(2014.01.29号-2)

『薬のチェックは命のチェック』インターネット速報版No166

HPVワクチン(いわゆる「子宮頸がん」ワクチン

勧奨接種再開は極めて危険

NPO法人医薬ビジランスセンター(薬のチェック)  浜 六郎

2014年1月20日に開催された厚生労働省の合同会議(注:以下、合同会議)は、HPVワクチン(いわゆる「子宮頸がんワクチン」)の接種後に発生している広範な疼痛や運動障害は心身の反応であるとほぼ結論しました。次回(2月予定)には報告書案を取りまとめて、「再開」を強く打ち出す可能性が迫ってきています。

どのような実態になるか未知の害を、簡単に「心身反応」として葬り去ろうとする合同会議の議論を徹底的に分析して批判しました。

以下はその要旨です。詳細は本文(pdf)を参照ください。

HPVワクチン:合同会議審議結果に対する批判(要旨)

厚生労働省合同会議は、HPVワクチン接種後に発生している広範な疼痛や運動障害はワクチンの成分が原因ではなく、注射時の疼痛刺激や不安が惹起した心身の反応であるとほぼ結論した(本文参照)。その根拠として、単一の疾患として統一的に説明ができないこと、関節リウマチなど自己免疫疾患等は、ワクチンとの因果関係を示すエビデンスは得られていないこと、発症メカニズムとして、①神経学的疾患、②中毒、③免疫反応、④心身の反応が考えられるが、①から③では説明できず、④心身の反応によるものと考えられる、としている。この考えに対して批判を加えた。

  1. 合同会議は、新規の薬害の可能性のある問題への対処ができていない:HPVワクチンはランダム化比較試験で適切な害の評価がされていない。原因が一つならば起きる疾患も単一というものではなく、様々な病気の可能性が常にある。自己免疫疾患と、それに関連して生じる神経系疾患の可能性を考えて対処が必要である。
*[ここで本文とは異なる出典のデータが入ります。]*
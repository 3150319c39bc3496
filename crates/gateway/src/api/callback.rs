//! LPT callback router: `POST /lpt/callback`.
//!
//! Workers echo the original submit envelope with `response` filled in.
//! The router settles the idempotency ledger, mirrors the result onto the
//! checklist, and resumes the paused workflow in callback mode. The same
//! lpt id arriving twice resumes nothing.

use axum::extract::State;
use axum::http::{HeaderMap, StatusCode};
use axum::response::IntoResponse;
use axum::Json;
use chrono::Utc;
use serde_json::{json, Value};

use ma_domain::task::LptEnvelope;
use ma_sessions::history::ActiveExecution;
use ma_store::keys;

use crate::runtime::callback_ledger::{self, SettleOutcome};
use crate::runtime::resume;
use crate::runtime::turn::PausedWorkflow;
use crate::state::AppState;

use super::auth;

pub async fn lpt_callback(
    State(state): State<AppState>,
    headers: HeaderMap,
    Json(envelope): Json<LptEnvelope>,
) -> impl IntoResponse {
    if !auth::bearer_authorized(&headers, &state.callback_token_hash) {
        return (
            StatusCode::UNAUTHORIZED,
            Json(json!({ "ok": false, "error": "invalid or missing bearer token" })),
        );
    }
    let (status, body) = process(&state, envelope).await;
    (status, Json(body))
}

/// The auth-free core, split out for tests.
pub async fn process(state: &AppState, envelope: LptEnvelope) -> (StatusCode, Value) {
    let Some(response) = envelope.response.clone() else {
        return bad_request("callback carries no response object");
    };
    let thread_key = envelope.traceability.thread_key.clone();
    if thread_key.is_empty() {
        return bad_request("callback carries no traceability.thread_key");
    }
    let lpt_id = envelope.batch_id.clone();
    if lpt_id.is_empty() {
        return bad_request("callback carries no batch id");
    }

    let (user_id, company_id) = match resolve_owner(state, &envelope).await {
        Some(owner) => owner,
        None => return bad_request("callback owner could not be resolved"),
    };
    tracing::info!(
        thread = %thread_key,
        lpt_id = %lpt_id,
        status = ?response.status,
        "LPT callback received"
    );

    // ── Settle the ledger ─────────────────────────────────────────
    let marker_key = keys::workflow_state(&company_id, &thread_key);

    if let Some(execution_id) = envelope.traceability.execution_id.clone() {
        // Task run: the execution's lpt_tasks map is the ledger.
        let active = ActiveExecution {
            mandate_path: envelope.mandates_path.clone(),
            task_id: thread_key.clone(),
            execution_id,
        };
        match callback_ledger::settle(state, &active, &lpt_id, &response).await {
            Ok(SettleOutcome::Recorded) => {}
            Ok(SettleOutcome::Duplicate) | Ok(SettleOutcome::ExecutionGone) => {
                tracing::info!(lpt_id = %lpt_id, "duplicate callback ignored");
                return (StatusCode::OK, json!({ "ok": true, "ignored": "duplicate" }));
            }
            Err(ma_domain::Error::NotFound(e)) => {
                return (
                    StatusCode::NOT_FOUND,
                    json!({ "ok": false, "error": e.to_string() }),
                );
            }
            Err(e) => {
                tracing::error!(lpt_id = %lpt_id, error = %e, "ledger settle failed");
                return (
                    StatusCode::INTERNAL_SERVER_ERROR,
                    json!({ "ok": false, "error": e.to_string() }),
                );
            }
        }
    } else {
        // Plain chat thread: the pause marker is the ledger.
        match load_marker(state, &marker_key).await {
            Some(marker) if marker.expected_lpt == lpt_id => {}
            Some(marker) => {
                tracing::warn!(
                    lpt_id = %lpt_id,
                    expected = %marker.expected_lpt,
                    "callback for an lpt this thread is not waiting on"
                );
                return (StatusCode::OK, json!({ "ok": true, "ignored": "unexpected_lpt" }));
            }
            None => {
                tracing::info!(lpt_id = %lpt_id, "no paused workflow, duplicate callback ignored");
                return (StatusCode::OK, json!({ "ok": true, "ignored": "duplicate" }));
            }
        }
    }

    // ── Resume ────────────────────────────────────────────────────
    let target = match load_marker(state, &marker_key).await {
        Some(marker) => marker,
        // The marker can be gone (instance died and TTL passed); the
        // envelope carries enough to rebuild the target.
        None => PausedWorkflow {
            status: "waiting_lpt".into(),
            expected_lpt: lpt_id.clone(),
            paused_at: envelope.traceability.initiated_at,
            user_id,
            company_id: company_id.clone(),
            thread_key: thread_key.clone(),
            active_task: envelope.traceability.execution_id.clone().map(|execution_id| {
                ActiveExecution {
                    mandate_path: envelope.mandates_path.clone(),
                    task_id: thread_key.clone(),
                    execution_id,
                }
            }),
            handle: None,
        },
    };
    let _ = state.store.del(&marker_key).await;

    resume::spawn_resumption(state.clone(), target, response);
    (
        StatusCode::OK,
        json!({ "ok": true, "resumed": true, "completed_at": Utc::now() }),
    )
}

fn bad_request(message: &str) -> (StatusCode, Value) {
    (
        StatusCode::BAD_REQUEST,
        json!({ "ok": false, "error": message }),
    )
}

async fn load_marker(state: &AppState, key: &str) -> Option<PausedWorkflow> {
    let raw = state.store.get(key).await?;
    match serde_json::from_str(&raw) {
        Ok(m) => Some(m),
        Err(e) => {
            tracing::warn!(key, error = %e, "unreadable pause marker");
            None
        }
    }
}

/// Resolve the owning (user, company): mandate document first, then the
/// envelope's `pub_sub_id` channel name (`chat:{user}:{company}:{thread}`).
async fn resolve_owner(state: &AppState, envelope: &LptEnvelope) -> Option<(String, String)> {
    if let Ok(Some(mandate)) = state
        .docs
        .get_doc(&ma_docstore::paths::mandate_doc(&envelope.mandates_path))
        .await
    {
        if let (Some(user), Some(company)) = (
            mandate.get("user_id").and_then(|v| v.as_str()),
            mandate.get("company_id").and_then(|v| v.as_str()),
        ) {
            return Some((user.to_string(), company.to_string()));
        }
    }
    let mut parts = envelope.pub_sub_id.split(':');
    match (parts.next(), parts.next(), parts.next()) {
        (Some("chat"), Some(user), Some(company)) => {
            Some((user.to_string(), company.to_string()))
        }
        _ => {
            if envelope.user_id.is_empty() {
                None
            } else {
                tracing::warn!(user = %envelope.user_id, "callback owner company unknown");
                None
            }
        }
    }
}

#[cfg(test)]
mod tests {
    use super::*;
    use crate::runtime::testutil::{scripted_state, turn_with_tool};
    use crate::runtime::turn::{self, WorkflowOutcome};
    use ma_domain::task::{LptOutcome, LptResponse, StepStatus};
    use serde_json::json;

    /// Drive a task workflow into an LPT pause and return the echoed
    /// envelope a worker would POST back.
    async fn pause_task_on_lpt(
        state: &crate::state::AppState,
        active: &ActiveExecution,
    ) -> LptEnvelope {
        let mut brain = state.test_brain("u1", "acme", &active.task_id).await;
        brain.chat_mode = ma_domain::chat::ChatMode::TaskExecution;
        brain.active_task = Some(active.clone());
        let handles = turn::prepare_turn(state, &mut brain, "run the plan")
            .await
            .unwrap();
        let outcome = turn::execute(state, &mut brain, handles.assistant_message_id)
            .await
            .unwrap();
        drop(brain);
        let lpt_id = match outcome {
            WorkflowOutcome::PausedOnLpt { lpt_id } => lpt_id,
            other => panic!("expected pause, got {other:?}"),
        };

        let exec = crate::runtime::tasks::load_execution(
            state.docs.as_ref(),
            &active.mandate_path,
            &active.task_id,
            &active.execution_id,
        )
        .await
        .unwrap()
        .unwrap();
        let mut envelope = exec.lpt_tasks[&lpt_id].submit.clone();
        envelope.response = Some(LptResponse {
            status: LptOutcome::Completed,
            result: Some(json!({"summary": "42 transactions reconciled"})),
            error: None,
        });
        envelope.execution_time = Some(17.2);
        envelope.completed_at = Some(Utc::now());
        envelope
    }

    #[tokio::test]
    async fn lpt_round_trip_completes_the_task() {
        let (state, _) = scripted_state(vec![
            // 1st stream: the task run submits the banker job (step_2).
            turn_with_tool(
                "tc_1",
                "LPT_BANKER",
                json!({"jobs_data": [{"account": "CH93"}], "step_id": "step_2"}),
            ),
            // 2nd stream (resumption): update the step then terminate.
            turn_with_tool(
                "tc_2",
                "UPDATE_STEP",
                json!({"step_id": "step_1", "status": "completed", "message": "statements fetched"}),
            ),
            turn_with_tool("tc_3", "TERMINATE_TASK", json!({"summary": "reconciliation done"})),
        ])
        .await;
        let active = state.seed_task_execution("u1", "acme").await;
        let envelope = pause_task_on_lpt(&state, &active).await;

        let (status, body) = process(&state, envelope).await;
        assert_eq!(status, StatusCode::OK);
        assert_eq!(body["ok"], true);
        assert_eq!(body["resumed"], true);

        // The callback mirrored the worker summary onto step_2 before the
        // resumption ran.
        tokio::time::sleep(std::time::Duration::from_millis(200)).await;
        let task = crate::runtime::tasks::load_task(
            state.docs.as_ref(),
            &active.mandate_path,
            &active.task_id,
        )
        .await
        .unwrap();
        let report = task.last_execution_report.expect("task finalized");
        assert_eq!(report.summary, "reconciliation done");
        // Execution record deleted on finalize.
        assert!(crate::runtime::tasks::load_execution(
            state.docs.as_ref(),
            &active.mandate_path,
            &active.task_id,
            &active.execution_id,
        )
        .await
        .unwrap()
        .is_none());
    }

    #[tokio::test]
    async fn duplicate_callback_is_ignored_without_resuming() {
        let (state, _) = scripted_state(vec![
            turn_with_tool(
                "tc_1",
                "LPT_BANKER",
                json!({"jobs_data": [], "step_id": "step_2"}),
            ),
            turn_with_tool("tc_2", "TERMINATE_TASK", json!({"summary": "done"})),
        ])
        .await;
        let active = state.seed_task_execution("u1", "acme").await;
        let envelope = pause_task_on_lpt(&state, &active).await;

        let (first_status, first) = process(&state, envelope.clone()).await;
        assert_eq!(first_status, StatusCode::OK);
        assert_eq!(first["resumed"], true);
        tokio::time::sleep(std::time::Duration::from_millis(200)).await;

        let count_before = state
            .history
            .load("u1", "acme", &active.task_id)
            .await
            .messages
            .len();

        let (dup_status, dup) = process(&state, envelope).await;
        assert_eq!(dup_status, StatusCode::OK);
        assert_eq!(dup["ok"], true);
        assert_eq!(dup["ignored"], "duplicate");

        // No new messages appended by the duplicate.
        tokio::time::sleep(std::time::Duration::from_millis(100)).await;
        let count_after = state
            .history
            .load("u1", "acme", &active.task_id)
            .await
            .messages
            .len();
        assert_eq!(count_before, count_after);
    }

    #[tokio::test]
    async fn plain_thread_callback_resumes_via_marker() {
        let (state, _) = scripted_state(vec![
            turn_with_tool("tc_1", "LPT_ROUTER", json!({"jobs_data": [{"doc": 1}]})),
            crate::runtime::testutil::StreamScript::text(&["The router finished your batch."]),
        ])
        .await;
        let mut brain = state.test_brain("u1", "acme", "t1").await;
        let handles = turn::prepare_turn(&state, &mut brain, "route my inbox")
            .await
            .unwrap();
        let outcome = turn::execute(&state, &mut brain, handles.assistant_message_id)
            .await
            .unwrap();
        drop(brain);
        let lpt_id = match outcome {
            WorkflowOutcome::PausedOnLpt { lpt_id } => lpt_id,
            other => panic!("expected pause, got {other:?}"),
        };

        let marker_key = keys::workflow_state("acme", "t1");
        let marker: PausedWorkflow =
            serde_json::from_str(&state.store.get(&marker_key).await.unwrap()).unwrap();
        let mut envelope = marker.handle.clone().unwrap().submit;
        envelope.response = Some(LptResponse {
            status: LptOutcome::Completed,
            result: Some(json!({"summary": "31 documents routed"})),
            error: None,
        });
        assert_eq!(envelope.batch_id, lpt_id);

        let (status, body) = process(&state, envelope.clone()).await;
        assert_eq!(status, StatusCode::OK);
        assert_eq!(body["resumed"], true);
        tokio::time::sleep(std::time::Duration::from_millis(200)).await;

        // Marker consumed; replay is a duplicate.
        assert!(state.store.get(&marker_key).await.is_none());
        let (_, dup) = process(&state, envelope).await;
        assert_eq!(dup["ignored"], "duplicate");

        // The resumed turn quoted the worker summary to the agent.
        let history = state.history.load("u1", "acme", "t1").await;
        assert!(history
            .messages
            .iter()
            .any(|m| m.content.contains("31 documents routed")));
    }

    #[tokio::test]
    async fn malformed_callback_is_rejected() {
        let (state, _) = scripted_state(vec![]).await;
        let active = state.seed_task_execution("u1", "acme").await;
        let envelope = LptEnvelope {
            collection_name: "banker".into(),
            user_id: "u1".into(),
            client_uuid: "c".into(),
            mandates_path: active.mandate_path.clone(),
            batch_id: "lpt-x".into(),
            jobs_data: vec![],
            settings: vec![],
            traceability: ma_domain::task::Traceability {
                thread_key: active.task_id.clone(),
                thread_name: None,
                execution_id: None,
                execution_plan: None,
                initiated_at: Utc::now(),
                source: "worker".into(),
            },
            pub_sub_id: "chat:u1:acme:task-77".into(),
            start_instructions: None,
            response: None, // ← missing
            execution_time: None,
            completed_at: None,
            logs_url: None,
        };
        let (status, body) = process(&state, envelope).await;
        assert_eq!(status, StatusCode::BAD_REQUEST);
        assert_eq!(body["ok"], false);
    }
}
安全性への懸念は極めて大きい。
  2. 疼痛がきっかけで心身の反応が起きるなら、疼痛が強い製剤で「心身の反応」も強く、高頻度になるはず。しかし、そうなっていないなら、この考え方は矛盾している。
  3. 自己免疫疾患との因果関係に関する海外の論文は、システマティックレビューも観察研究も、対照群の選び方、頻度の求め方が間違っている。システマティックレビューをしたランダム化比較試験はすべてアジュバント(入り)製剤を対照群に用いており、害評価は不可能。観察研究は、「健康者ワクチン接種効果」の影響以上の著しいバイアスがあり、罹患率でなく有病率が報告されている。それでも一つの観察研究では自己免疫疾患のうちレイノー病、ベーテェット病、1型糖尿病が有意に高率であった。
  4. 発症メカニズムについて:②中毒(アジュバントによる組織傷害性病態)、③免疫・炎症反応(組織傷害に引き続く自己免疫・炎症性病態)、さらには、①神経疾患(自己免疫性神経疾患および血栓塞栓症に伴う疼痛や神経系異常)の可能性が高い。しかし、合同会議は、現実に起きていることを正確に把握・分析しないまま、間違った論理でそれらの可能性をすべて否定し尽くし、④心身の反応と結論しようとしている。合同会議が言う「心身の反応」とは、身体化障害や転換性障害(以前ヒステリーと呼ばれていた病態)である。医師が自分の知識の及ばない疾患・病態に遭遇した場合によく用いる病名であり、これを用いることは「難問に答えることができない」と自らの無能を認めたに等しい。
  5. 接種後1か月以降発症例/慢性経過例は因果関係が乏しい、と、従来の知識をそのまま当てはめ、「●●は起こりえない」を前提にすれば、新たな害の発見は不可能である。